- British theatrical release poster
- Directed by: Freddie Francis
- Screenplay by: John Elder
- Based on: Count Dracula by Bram Stoker
- Produced by: Aida Young
- Starring: Christopher Lee; Rupert Davies; Veronica Carlson; Barbara Ewing; Barry Andrews; Ewan Hooper;
- Cinematography: Arthur Grant
- Edited by: Spencer Reeve
- Music by: James Bernard
- Production company: Hammer Films
- Distributed by: Warner-Pathé Distributors (UK) Warner Bros.-Seven Arts (US)
- Release dates: 24 November 1968 (UK); 6 February 1969 (US);
- Running time: 92 minutes
- Country: United Kingdom
- Language: English
- Budget: £175,000

= Dracula Has Risen from the Grave =

1968 British film by Freddie Francis

Dracula Has Risen from the Grave is a 1968 British supernatural horror film directed by Freddie Francis and produced by Hammer Film Productions. It is the fourth entry in Hammer's Dracula series, and the third to feature Christopher Lee as Count Dracula. The film stars Rupert Davies as Monsignor Ernest Mueller, a clergyman who exorcises Dracula's castle, and in doing so, unwittingly resurrects the Count from the dead.
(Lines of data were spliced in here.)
//! Announcement board resources (`/announcements/*`).

use crate::RecordId;
use chrono::{DateTime, Utc};
use serde::{Deserialize, Serialize};

/// Announcement as returned by `/announcements/with-status`.
///
/// The plain `/announcements/` listing omits the acknowledgement fields, so
/// they default to "not acknowledged".
#[derive(Debug, Clone, Serialize, Deserialize, PartialEq)]
pub struct Announcement {
    pub id: RecordId,
    pub title: String,
    pub content: String,
    #[serde(default)]
    pub category: Option<String>,
    #[serde(default)]
    pub priority: Option<String>,
    #[serde(default)]
    pub posted_by: Option<RecordId>,
    #[serde(default)]
    pub author_name: Option<String>,
    pub created_at: DateTime<Utc>,
    #[serde(default)]
    pub expires_at: Option<DateTime<Utc>>,
    #[serde(default = "default_active")]
    pub is_active: bool,
    #[serde(default)]
    pub acknowledged: bool,
    #[serde(default)]
    pub acknowledged_at: Option<DateTime<Utc>>,
}

fn default_active() -> bool {
    true
}

impl Announcement {
    /// True when the announcement carries an expiry strictly before `now`.
    pub fn is_expired_at(&self, now: DateTime<Utc>) -> bool {
        self.expires_at.is_some_and(|expires_at| expires_at < now)
    }
}

/// Body for `POST /announcements/`.
#[derive(Debug, Clone, Serialize, Deserialize, PartialEq)]
pub struct NewAnnouncement {
    pub title: String,
    pub content: String,
    #[serde(default, skip_serializing_if = "Option::is_none")]
    pub category: Option<String>,
    #[serde(default, skip_serializing_if = "Option::is_none")]
    pub priority: Option<String>,
    #[serde(default, skip_serializing_if = "Option::is_none")]
    pub expires_at: Option<DateTime<Utc>>,
}

/// Response of `POST /announcements/{id}/acknowledge`.
#[derive(Debug, Clone, Serialize, Deserialize, PartialEq)]
pub struct AcknowledgeReceipt {
    pub message: String,
    #[serde(default)]
    pub acknowledged_at: Option<DateTime<Utc>>,
}

/// Response of `PUT /announcements/{id}/toggle-status`.
#[derive(Debug, Clone, Serialize, Deserialize, PartialEq, Eq)]
pub struct StatusToggle {
    pub message: String,
    pub is_active: bool,
}

/// Response of `GET /announcements/stats`.
#[derive(Debug, Clone, Serialize, Deserialize, PartialEq)]
pub struct AnnouncementStats {
    pub total_announcements: u64,
    pub active_announcements: u64,
    pub total_employees: u64,
    #[serde(default)]
    pub recent_announcement_stats: Vec<AnnouncementStat>,
}

/// Per-announcement acknowledgement rate.
#[derive(Debug, Clone, Serialize, Deserialize, PartialEq)]
pub struct AnnouncementStat {
    pub id: RecordId,
    pub title: String,
    pub created_at: DateTime<Utc>,
    pub acknowledgments: u64,
    pub acknowledgment_rate: f64,
}

/// Response of `GET /announcements/{id}/acknowledgments`.
#[derive(Debug, Clone, Serialize, Deserialize, PartialEq)]
pub struct AcknowledgmentList {
    pub announcement_id: RecordId,
    pub announcement_title: String,
    pub total_acknowledgments: u64,
    #[serde(default)]
    pub acknowledgments: Vec<Acknowledgment>,
}

#[derive(Debug, Clone, Serialize, Deserialize, PartialEq)]
pub struct Acknowledgment {
    pub employee_id: RecordId,
    pub employee_name: String,
    pub acknowledged_at: DateTime<Utc>,
}

#[cfg(test)]
mod tests {
    use super::Announcement;
    use chrono::{Duration, Utc};
    use pretty_assertions::assert_eq;

    #[test]
    fn plain_listing_defaults_acknowledgement_fields() {
        let json = r#"{
            "id": 7,
            "title": "Welcome",
            "content": "Update your profile",
            "created_at": "2024-01-10T09:00:00Z"
        }"#;
        let announcement: Announcement = serde_json::from_str(json).expect("decode");
        assert_eq!(announcement.is_active, true);
        assert_eq!(announcement.acknowledged, false);
        assert_eq!(announcement.expires_at, None);
    }

    #[test]
    fn expiry_is_strict() {
        let now = Utc::now();
        let mut announcement: Announcement = serde_json::from_value(serde_json::json!({
            "id": 1,
            "title": "t",
            "content": "c",
            "created_at": now,
        }))
        .expect("decode");
        assert!(!announcement.is_expired_at(now));

        announcement.expires_at = Some(now);
        assert!(!announcement.is_expired_at(now));

        announcement.expires_at = Some(now - Duration::seconds(1));
        assert!(announcement.is_expired_at(now));
    }
}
Dracula Has Risen from the Grave also stars Veronica Carlson, Barry Andrews, Barbara Ewing, Ewan Hooper and Michael Ripper. It was followed by Taste the Blood of Dracula in 1970.

==Plot==
In an East European village, a young altar boy discovers the corpse of a young woman crammed inside a church bell, another victim of Count Dracula. One year later 1896, following the events of the previous film, Dracula has been destroyed. Monsignor Ernst Mueller comes to the village on a routine visit only to find the altar boy is now a frightened mute and the priest has lost his faith. The villagers refuse to attend Mass at the church because the shadow of Dracula's castle touches it. To bring to an end the villagers' fears, Mueller climbs to the castle to exorcise it.

The terrified priest follows only partway up the mountain, and Mueller continues alone. As he exorcises the castle, attaching a large metal cross to its gate, a thunderstorm occurs. The fleeing priest stumbles and is knocked unconscious when his head strikes a rock. The blood from the head wound trickles into a frozen stream through a crack in the ice and onto the lips of Dracula, reviving him. Mueller returns to the village, reassures the villagers, and returns to his home city of Kleinenberg, where he lives with his widowed sister-in-law, Anna.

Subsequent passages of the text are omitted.